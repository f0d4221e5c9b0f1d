// src/core/crdt/mod.rs

//! The CRDT replica: an arena of live nodes plus the op-application machinery.
//!
//! Nodes are kept in a flat pool keyed by node id; parent and child links
//! store ids only, so the tree carries no reference cycles. The root is the
//! unique node without a parent link. All mutations flow through
//! [`NodePool::apply_op`], which returns the per-node update descriptor and
//! the reverse ops feeding the history engine.

pub mod list;
pub mod map;
pub mod object;
pub mod position;
pub mod register;

use crate::core::protocol::{JsonObject, Op, ParentRef, SerializedCrdt};
use indexmap::IndexMap;
use serde_json::Value;
use std::collections::HashMap;
use tracing::warn;

pub use list::{ListDelta, ListEntry, ListState};
pub use map::{MapDelta, MapState};
pub use object::{ObjectDelta, ObjectState};
pub use register::RegisterState;

/// Where an op came from, which decides how conflicts and bookkeeping are
/// treated during apply.
#[derive(Debug, Clone, Copy, PartialEq, Eq)]
pub enum OpSource {
    /// A reliable local (re)apply: first dispatch, undo/redo, or the
    /// post-reconnect resend.
    Local,
    /// A server echo of one of our own ops; the replica already reflects it.
    Ack,
    /// An op authored by another client.
    Remote,
}

/// One CRDT node in the pool.
#[derive(Debug, Clone)]
pub struct LiveNode {
    pub id: String,
    pub parent: Option<ParentRef>,
    pub body: NodeBody,
}

#[derive(Debug, Clone)]
pub enum NodeBody {
    Object(ObjectState),
    List(ListState),
    Map(MapState),
    Register(RegisterState),
}

/// A per-node update descriptor produced by applying ops, carrying enough
/// ancestry to let deep subscriptions filter by subtree.
#[derive(Debug, Clone)]
pub struct StorageUpdate {
    pub node_id: String,
    /// Parent chain of the node at emission time, nearest ancestor first.
    pub ancestors: Vec<String>,
    pub kind: StorageUpdateKind,
}

#[derive(Debug, Clone)]
pub enum StorageUpdateKind {
    Object { updates: IndexMap<String, ObjectDelta> },
    Map { updates: IndexMap<String, MapDelta> },
    List { updates: Vec<ListDelta> },
}

impl StorageUpdate {
    /// Coalesces a later update for the same node into this one.
    pub fn merge(&mut self, other: StorageUpdate) {
        debug_assert_eq!(self.node_id, other.node_id);
        match (&mut self.kind, other.kind) {
            (
                StorageUpdateKind::Object { updates },
                StorageUpdateKind::Object { updates: later },
            ) => updates.extend(later),
            (StorageUpdateKind::Map { updates }, StorageUpdateKind::Map { updates: later }) => {
                updates.extend(later)
            }
            (StorageUpdateKind::List { updates }, StorageUpdateKind::List { updates: later }) => {
                updates.extend(later)
            }
            (_, later) => {
                warn!("Dropping storage update of mismatched kind for node {}", self.node_id);
                let _ = later;
            }
        }
    }
}

/// The outcome of applying one op to the replica.
#[derive(Debug)]
pub struct ApplyResult {
    pub modified: Option<StorageUpdate>,
    /// Ops that undo this one, in execution order.
    pub reverse: Vec<Op>,
}

impl ApplyResult {
    pub fn unmodified() -> Self {
        Self {
            modified: None,
            reverse: Vec::new(),
        }
    }
}

/// The arena of live CRDT nodes.
#[derive(Debug, Default)]
pub struct NodePool {
    nodes: HashMap<String, LiveNode>,
}

impl NodePool {
    pub fn new() -> Self {
        Default::default()
    }

    pub fn get(&self, id: &str) -> Option<&LiveNode> {
        self.nodes.get(id)
    }

    pub fn get_mut(&mut self, id: &str) -> Option<&mut LiveNode> {
        self.nodes.get_mut(id)
    }

    pub fn contains(&self, id: &str) -> bool {
        self.nodes.contains_key(id)
    }

    pub fn len(&self) -> usize {
        self.nodes.len()
    }

    pub fn is_empty(&self) -> bool {
        self.nodes.is_empty()
    }

    pub fn insert(&mut self, node: LiveNode) {
        self.nodes.insert(node.id.clone(), node);
    }

    pub fn clear(&mut self) {
        self.nodes.clear();
    }

    pub fn node_ids(&self) -> impl Iterator<Item = &String> {
        self.nodes.keys()
    }

    /// Applies one op to the replica. Unknown targets are no-ops: an op may
    /// legitimately race with the deletion of its target.
    pub fn apply_op(&mut self, op: &Op, source: OpSource) -> ApplyResult {
        match op {
            Op::Ack { .. } => ApplyResult::unmodified(),
            Op::UpdateObject { id, data, .. } => object::apply_update(self, id, data),
            Op::DeleteObjectKey { id, key, .. } => object::apply_delete_key(self, id, key),
            Op::DeleteCrdt { id, .. } => self.apply_delete_crdt(id),
            Op::SetParentKey { id, parent_key, .. } => {
                list::apply_set_parent_key(self, id, parent_key, source)
            }
            _ => self.attach_child(op, source),
        }
    }

    /// Attaches the node a `Create*` op describes under its parent.
    fn attach_child(&mut self, op: &Op, source: OpSource) -> ApplyResult {
        let (id, parent_id, parent_key, body) = match op {
            Op::CreateObject {
                id,
                parent_id: Some(parent_id),
                parent_key: Some(parent_key),
                data,
                ..
            } => (
                id,
                parent_id,
                parent_key,
                NodeBody::Object(ObjectState::with_data(data.clone())),
            ),
            Op::CreateObject { id, .. } => {
                warn!("Ignoring CreateObject for {id} without a parent link");
                return ApplyResult::unmodified();
            }
            Op::CreateList {
                id,
                parent_id,
                parent_key,
                ..
            } => (id, parent_id, parent_key, NodeBody::List(ListState::new())),
            Op::CreateMap {
                id,
                parent_id,
                parent_key,
                ..
            } => (id, parent_id, parent_key, NodeBody::Map(MapState::new())),
            Op::CreateRegister {
                id,
                parent_id,
                parent_key,
                data,
                ..
            } => (
                id,
                parent_id,
                parent_key,
                NodeBody::Register(RegisterState { data: data.clone() }),
            ),
            _ => return ApplyResult::unmodified(),
        };

        if self.contains(id) {
            // Duplicate create (e.g. a frame replayed by the server).
            return ApplyResult::unmodified();
        }
        let Some(parent) = self.get(parent_id) else {
            return ApplyResult::unmodified();
        };

        match &parent.body {
            NodeBody::Object(_) => object::attach(self, id, parent_id, parent_key, body),
            NodeBody::Map(_) => map::attach(self, id, parent_id, parent_key, body),
            NodeBody::List(_) => list::attach(self, id, parent_id, parent_key, body, source),
            NodeBody::Register(_) => {
                warn!("Ignoring create under register node {parent_id}");
                ApplyResult::unmodified()
            }
        }
    }

    /// Deletes a node and its subtree, detaching it from its parent.
    fn apply_delete_crdt(&mut self, id: &str) -> ApplyResult {
        let Some(node) = self.get(id) else {
            return ApplyResult::unmodified();
        };
        let Some(parent_ref) = node.parent.clone() else {
            warn!("Ignoring delete of the root node {id}");
            return ApplyResult::unmodified();
        };

        let reverse = self.subtree_create_ops(id);
        let kind = match self.get_mut(&parent_ref.id).map(|p| &mut p.body) {
            Some(NodeBody::Object(state)) => {
                state.children.shift_remove(&parent_ref.key);
                StorageUpdateKind::Object {
                    updates: IndexMap::from([(parent_ref.key.clone(), ObjectDelta::Delete)]),
                }
            }
            Some(NodeBody::Map(state)) => {
                state.children.shift_remove(&parent_ref.key);
                StorageUpdateKind::Map {
                    updates: IndexMap::from([(parent_ref.key.clone(), MapDelta::Delete)]),
                }
            }
            Some(NodeBody::List(state)) => {
                let Some(index) = state.index_of(id) else {
                    return ApplyResult::unmodified();
                };
                state.children.remove(index);
                StorageUpdateKind::List {
                    updates: vec![ListDelta::Delete {
                        index,
                        id: id.to_string(),
                    }],
                }
            }
            _ => return ApplyResult::unmodified(),
        };
        self.remove_subtree(id);
        self.finish(&parent_ref.id, kind, reverse)
    }

    /// Ops that recreate a subtree, parent before children.
    pub(crate) fn subtree_create_ops(&self, id: &str) -> Vec<Op> {
        let mut ops = Vec::new();
        self.collect_create_ops(id, &mut ops);
        ops
    }

    fn collect_create_ops(&self, id: &str, out: &mut Vec<Op>) {
        let Some(node) = self.get(id) else { return };
        let Some(parent) = node.parent.clone() else {
            return;
        };
        match &node.body {
            NodeBody::Object(state) => {
                out.push(Op::CreateObject {
                    op_id: None,
                    id: id.to_string(),
                    parent_id: Some(parent.id),
                    parent_key: Some(parent.key),
                    data: state.data.clone(),
                });
                for child in state.children.values().cloned().collect::<Vec<_>>() {
                    self.collect_create_ops(&child, out);
                }
            }
            NodeBody::Map(state) => {
                out.push(Op::CreateMap {
                    op_id: None,
                    id: id.to_string(),
                    parent_id: parent.id,
                    parent_key: parent.key,
                });
                for child in state.children.values().cloned().collect::<Vec<_>>() {
                    self.collect_create_ops(&child, out);
                }
            }
            NodeBody::List(state) => {
                out.push(Op::CreateList {
                    op_id: None,
                    id: id.to_string(),
                    parent_id: parent.id,
                    parent_key: parent.key,
                });
                for entry in state.children.clone() {
                    self.collect_create_ops(&entry.child, out);
                }
            }
            NodeBody::Register(state) => {
                out.push(Op::CreateRegister {
                    op_id: None,
                    id: id.to_string(),
                    parent_id: parent.id,
                    parent_key: parent.key,
                    data: state.data.clone(),
                });
            }
        }
    }

    /// Drops `id` and every node reachable from it.
    pub(crate) fn remove_subtree(&mut self, id: &str) {
        let Some(node) = self.nodes.remove(id) else {
            return;
        };
        match node.body {
            NodeBody::Object(state) => {
                for child in state.children.values() {
                    self.remove_subtree(child);
                }
            }
            NodeBody::Map(state) => {
                for child in state.children.values() {
                    self.remove_subtree(child);
                }
            }
            NodeBody::List(state) => {
                for entry in &state.children {
                    self.remove_subtree(&entry.child);
                }
            }
            NodeBody::Register(_) => {}
        }
    }

    /// Parent chain of `id`, nearest ancestor first.
    pub fn ancestors_of(&self, id: &str) -> Vec<String> {
        let mut ancestors = Vec::new();
        let mut current = id;
        while let Some(parent) = self.get(current).and_then(|n| n.parent.as_ref()) {
            ancestors.push(parent.id.clone());
            current = &parent.id;
        }
        ancestors
    }

    /// Builds the final [`ApplyResult`] for a modification of `node_id`.
    pub(crate) fn finish(
        &self,
        node_id: &str,
        kind: StorageUpdateKind,
        reverse: Vec<Op>,
    ) -> ApplyResult {
        ApplyResult {
            modified: Some(StorageUpdate {
                node_id: node_id.to_string(),
                ancestors: self.ancestors_of(node_id),
                kind,
            }),
            reverse,
        }
    }

    /// Serializes one node back into its wire form.
    pub fn serialize_node(&self, id: &str) -> Option<SerializedCrdt> {
        let node = self.get(id)?;
        Some(match &node.body {
            NodeBody::Object(state) => SerializedCrdt::Object {
                parent: node.parent.clone(),
                data: state.data.clone(),
            },
            NodeBody::List(_) => SerializedCrdt::List {
                parent: node.parent.clone()?,
            },
            NodeBody::Map(_) => SerializedCrdt::Map {
                parent: node.parent.clone()?,
            },
            NodeBody::Register(state) => SerializedCrdt::Register {
                parent: node.parent.clone()?,
                data: state.data.clone(),
            },
        })
    }

    /// Serializes the whole pool, keyed by node id.
    pub fn serialize_all(&self) -> HashMap<String, SerializedCrdt> {
        self.nodes
            .keys()
            .filter_map(|id| Some((id.clone(), self.serialize_node(id)?)))
            .collect()
    }

    /// Renders the subtree under `id` as plain JSON: objects and maps become
    /// JSON objects, lists become arrays, registers become their value.
    pub fn render_json(&self, id: &str) -> Option<Value> {
        let node = self.get(id)?;
        Some(match &node.body {
            NodeBody::Object(state) => {
                let mut out = JsonObject::new();
                for (key, value) in &state.data {
                    out.insert(key.clone(), value.clone());
                }
                for (key, child) in &state.children {
                    out.insert(key.clone(), self.render_json(child)?);
                }
                Value::Object(out)
            }
            NodeBody::Map(state) => {
                let mut out = JsonObject::new();
                for (key, child) in &state.children {
                    out.insert(key.clone(), self.render_json(child)?);
                }
                Value::Object(out)
            }
            NodeBody::List(state) => Value::Array(
                state
                    .children
                    .iter()
                    .filter_map(|entry| self.render_json(&entry.child))
                    .collect(),
            ),
            NodeBody::Register(state) => state.data.clone(),
        })
    }
}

Problem
In the listing, return each line containing the string "current".

Result for this task
        let mut current = id;
        while let Some(parent) = self.get(current).and_then(|n| n.parent.as_ref()) {
            current = &parent.id;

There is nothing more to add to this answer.